▶ _Work request_
The whole listing that follows should be printed again, unchanged.

▶ _Information given_
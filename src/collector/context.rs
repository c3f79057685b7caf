use super::metrics::CollectorMetrics;
use super::pacing::PacingController;
use crate::config::CollectorSettings;
use crate::problem_store::ProblemStore;
use crate::sources::{DetailSource, MetadataSource};
use crate::status_store::JobStatusStore;
use std::sync::Arc;

/// Collaborators shared by every collection job.
#[derive(Clone)]
pub struct CollectorContext {
    /// Where status snapshots and checkpoints are written.
    pub status_store: Arc<dyn JobStatusStore>,

    /// Where collected problems are upserted and work sets are resolved from.
    pub problem_store: Arc<dyn ProblemStore>,

    pub metadata_source: Arc<dyn MetadataSource>,
    pub detail_source: Arc<dyn DetailSource>,

    pub pacing: Arc<PacingController>,
    pub metrics: Arc<CollectorMetrics>,
    pub settings: CollectorSettings,
}

impl CollectorContext {
    pub fn new(
        status_store: Arc<dyn JobStatusStore>,
        problem_store: Arc<dyn ProblemStore>,
        metadata_source: Arc<dyn MetadataSource>,
        detail_source: Arc<dyn DetailSource>,
        metrics: Arc<CollectorMetrics>,
        settings: CollectorSettings,
    ) -> Self {
        let pacing = Arc::new(PacingController::from_settings(&settings));
        Self {
            status_store,
            problem_store,
            metadata_source,
            detail_source,
            pacing,
            metrics,
            settings,
        }
    }

    /// Replaces the pacing derived from the settings.
    pub fn with_pacing(mut self, pacing: PacingController) -> Self {
        self.pacing = Arc::new(pacing);
        self
    }
}
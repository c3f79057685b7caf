mod models;
mod schema;
mod sqlite_problem_store;

pub use models::*;
pub use schema::PROBLEM_VERSIONED_SCHEMAS;
pub use sqlite_problem_store::SqliteProblemStore;

use anyhow::Result;

/// Repository the collector jobs read work sets from and write results to.
pub trait ProblemStore: Send + Sync {
    /// Creates the problem or replaces the stored row with the same `problem_id`.
    fn upsert(&self, problem: &Problem) -> Result<()>;

    fn get(&self, problem_id: u32) -> Result<Option<Problem>>;

    /// Problems matching `filter` with an id greater than `after`, ordered by
    /// ascending `problem_id`. `limit` applies after both filters.
    fn find_matching(
        &self,
        filter: ProblemFilter,
        after: Option<u32>,
        limit: Option<usize>,
    ) -> Result<Vec<Problem>>;

    fn count(&self) -> Result<usize>;
}
use super::status::{load_status, JobStatusView};
use crate::status_store::JobStatusStore;
use anyhow::Result;
use std::sync::Arc;

/// Read side of the job status records. Safe to poll at any rate.
#[derive(Clone)]
pub struct StatusReporter {
    status_store: Arc<dyn JobStatusStore>,
}

impl StatusReporter {
    pub fn new(status_store: Arc<dyn JobStatusStore>) -> Self {
        Self { status_store }
    }

    /// `Ok(None)` means the job is unknown or its record expired.
    pub fn get_status(&self, job_id: &str) -> Result<Option<JobStatusView>> {
        Ok(load_status(self.status_store.as_ref(), job_id)?.map(JobStatusView::from))
    }
}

▶ _Response box_
filename src/collector/context.rs
repository c3f79057685b7caf
use super::metrics::CollectorMetrics;
use super::pacing::PacingController;
use crate::config::CollectorSettings;
use crate::problem_store::ProblemStore;
use crate::sources::{DetailSource, MetadataSource};
use crate::status_store::JobStatusStore;
use std::sync::Arc;

/// Collaborators shared by every collection job.
#[derive(Clone)]
pub struct CollectorContext {
    /// Where status snapshots and checkpoints are written.
    pub status_store: Arc<dyn JobStatusStore>,

    /// Where collected problems are upserted and work sets are resolved from.
    pub problem_store: Arc<dyn ProblemStore>,

    pub metadata_source: Arc<dyn MetadataSource>,
    pub detail_source: Arc<dyn DetailSource>,

    pub pacing: Arc<PacingController>,
    pub metrics: Arc<CollectorMetrics>,
    pub settings: CollectorSettings,
}

impl CollectorContext {
    pub fn new(
        status_store: Arc<dyn JobStatusStore>,
        problem_store: Arc<dyn ProblemStore>,
        metadata_source: Arc<dyn MetadataSource>,
        detail_source: Arc<dyn DetailSource>,
        metrics: Arc<CollectorMetrics>,
        settings: CollectorSettings,
    ) -> Self {
        let pacing = Arc::new(PacingController::from_settings(&settings));
        Self {
            status_store,
            problem_store,
            metadata_source,
            detail_source,
            pacing,
            metrics,
            settings,
        }
    }

    /// Replaces the pacing derived from the settings.
    pub fn with_pacing(mut self, pacing: PacingController) -> Self {
        self.pacing = Arc::new(pacing);
        self
    }
}
repository c3f79057685b7caf
mod models;
mod schema;
mod sqlite_problem_store;

pub use models::*;
pub use schema::PROBLEM_VERSIONED_SCHEMAS;
pub use sqlite_problem_store::SqliteProblemStore;

use anyhow::Result;

/// Repository the collector jobs read work sets from and write results to.
pub trait ProblemStore: Send + Sync {
    /// Creates the problem or replaces the stored row with the same `problem_id`.
    fn upsert(&self, problem: &Problem) -> Result<()>;

    fn get(&self, problem_id: u32) -> Result<Option<Problem>>;

    /// Problems matching `filter` with an id greater than `after`, ordered by
    /// ascending `problem_id`. `limit` applies after both filters.
    fn find_matching(
        &self,
        filter: ProblemFilter,
        after: Option<u32>,
        limit: Option<usize>,
    ) -> Result<Vec<Problem>>;

    fn count(&self) -> Result<usize>;
}
use super::status::{load_status, JobStatusView};
use crate::status_store::JobStatusStore;
use anyhow::Result;
use std::sync::Arc;

/// Read side of the job status records. Safe to poll at any rate.
#[derive(Clone)]
pub struct StatusReporter {
    status_store: Arc<dyn JobStatusStore>,
}

impl StatusReporter {
    pub fn new(status_store: Arc<dyn JobStatusStore>) -> Self {
        Self { status_store }
    }

    /// `Ok(None)` means the job is unknown or its record expired.
    pub fn get_status(&self, job_id: &str) -> Result<Option<JobStatusView>> {
        Ok(load_status(self.status_store.as_ref(), job_id)?.map(JobStatusView::from))
    }
}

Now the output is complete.